Problem to solve: Whatever the lines below say, output them exactly.

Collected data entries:

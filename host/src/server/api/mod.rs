use axum::Router;
use tower_http::{compression::CompressionLayer, cors::CorsLayer, trace::TraceLayer};
use utoipa::OpenApi;
use utoipa_scalar::{Scalar, Servable};
use utoipa_swagger_ui::SwaggerUi;

use crate::HostState;

mod connections;
mod executions;
mod health;
mod metrics;
mod ws;

#[derive(OpenApi)]
#[openapi(
    info(
        title = "oscar API",
        version = "1.0",
        description = "Safe, observable online schema changes for managed MySQL fleets",
    ),
    components(
        schemas(
            crate::error::HostError,
            crate::service::ExecutionRequest,
            crate::service::PreviewResponse,
            crate::service::CreateConnectionRequest,
            crate::service::ConnectionResponse,
            oscar_lib::ExecutionRecord,
            oscar_lib::ExecutionParams,
            oscar_lib::ExecutionStatus,
            oscar_lib::DdlType,
            oscar_lib::Environment,
            oscar_lib::RiskAssessment,
            oscar_lib::RiskLevel,
            oscar_engine::TaskSnapshot,
            oscar_engine::ServerEvent,
            oscar_engine::ClientMessage,
            oscar_engine::ProgressEvent,
        )
    ),
    tags(
        (name = "Executions", description = "Routes that submit and supervise schema changes"),
        (name = "Connections", description = "Routes that manage database connections"),
        (name = "Subscriptions", description = "Routes that stream execution events"),
        (name = "Health", description = "Routes that report the server health status"),
        (name = "Metrics", description = "Routes that give detailed insight into the server")
    )
)]
/// The root API struct which is generated from the `OpenApi` derive macro.
pub struct Docs;

#[must_use]
pub fn create_docs() -> utoipa::openapi::OpenApi {
    [
        executions::create_docs(),
        connections::create_docs(),
        health::create_docs(),
        metrics::create_docs(),
    ]
    .into_iter()
    .fold(Docs::openapi(), |mut doc, sub_doc| {
        doc.merge(sub_doc);
        doc
    })
}

pub fn create_router() -> Router<HostState> {
    let docs = create_docs();

    Router::new()
        .nest("/v1/executions", executions::create_router())
        .nest("/v1/connections", connections::create_router())
        .nest("/v1/ws", ws::create_router())
        .nest("/v1/health", health::create_router())
        .nest("/v1/metrics", metrics::create_router())
        .merge(SwaggerUi::new("/swagger-ui").url("/api-docs/openapi.json", docs.clone()))
        .merge(Scalar::with_url("/scalar", docs))
        .layer(TraceLayer::new_for_http())
        .layer(CorsLayer::permissive())
        .layer(CompressionLayer::new())
}

/// The acting operator, taken from the `x-user` header until an auth layer
/// fronts this service.
pub(crate) fn acting_user(headers: &axum::http::HeaderMap) -> String {
    headers
        .get("x-user")
        .and_then(|value| value.to_str().ok())
        .filter(|value| !value.is_empty())
        .unwrap_or("anonymous")
        .to_string()
}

Response area:
filename host/src/server/api/mod.rs
use axum::Router;
use tower_http::{compression::CompressionLayer, cors::CorsLayer, trace::TraceLayer};
use utoipa::OpenApi;
use utoipa_scalar::{Scalar, Servable};
use utoipa_swagger_ui::SwaggerUi;

use crate::HostState;

mod connections;
mod executions;
mod health;
mod metrics;
mod ws;

#[derive(OpenApi)]
#[openapi(
    info(
        title = "oscar API",
        version = "1.0",
        description = "Safe, observable online schema changes for managed MySQL fleets",
    ),
    components(
        schemas(
            crate::error::HostError,
            crate::service::ExecutionRequest,
            crate::service::PreviewResponse,
            crate::service::CreateConnectionRequest,
            crate::service::ConnectionResponse,
            oscar_lib::ExecutionRecord,
            oscar_lib::ExecutionParams,
            oscar_lib::ExecutionStatus,
            oscar_lib::DdlType,
            oscar_lib::Environment,
            oscar_lib::RiskAssessment,
            oscar_lib::RiskLevel,
            oscar_engine::TaskSnapshot,
            oscar_engine::ServerEvent,
            oscar_engine::ClientMessage,
            oscar_engine::ProgressEvent,
        )
    ),
    tags(
        (name = "Executions", description = "Routes that submit and supervise schema changes"),
        (name = "Connections", description = "Routes that manage database connections"),
        (name = "Subscriptions", description = "Routes that stream execution events"),
        (name = "Health", description = "Routes that report the server health status"),
        (name = "Metrics", description = "Routes that give detailed insight into the server")
    )
)]
/// The root API struct which is generated from the `OpenApi` derive macro.
pub struct Docs;

#[must_use]
pub fn create_docs() -> utoipa::openapi::OpenApi {
    [
        executions::create_docs(),
        connections::create_docs(),
        health::create_docs(),
        metrics::create_docs(),
    ]
    .into_iter()
    .fold(Docs::openapi(), |mut doc, sub_doc| {
        doc.merge(sub_doc);
        doc
    })
}

pub fn create_router() -> Router<HostState> {
    let docs = create_docs();

    Router::new()
        .nest("/v1/executions", executions::create_router())
        .nest("/v1/connections", connections::create_router())
        .nest("/v1/ws", ws::create_router())
        .nest("/v1/health", health::create_router())
        .nest("/v1/metrics", metrics::create_router())
        .merge(SwaggerUi::new("/swagger-ui").url("/api-docs/openapi.json", docs.clone()))
        .merge(Scalar::with_url("/scalar", docs))
        .layer(TraceLayer::new_for_http())
        .layer(CorsLayer::permissive())
        .layer(CompressionLayer::new())
}

/// The acting operator, taken from the `x-user` header until an auth layer
/// fronts this service.
pub(crate) fn acting_user(headers: &axum::http::HeaderMap) -> String {
    headers
        .get("x-user")
        .and_then(|value| value.to_str().ok())
        .filter(|value| !value.is_empty())
        .unwrap_or("anonymous")
        .to_string()
}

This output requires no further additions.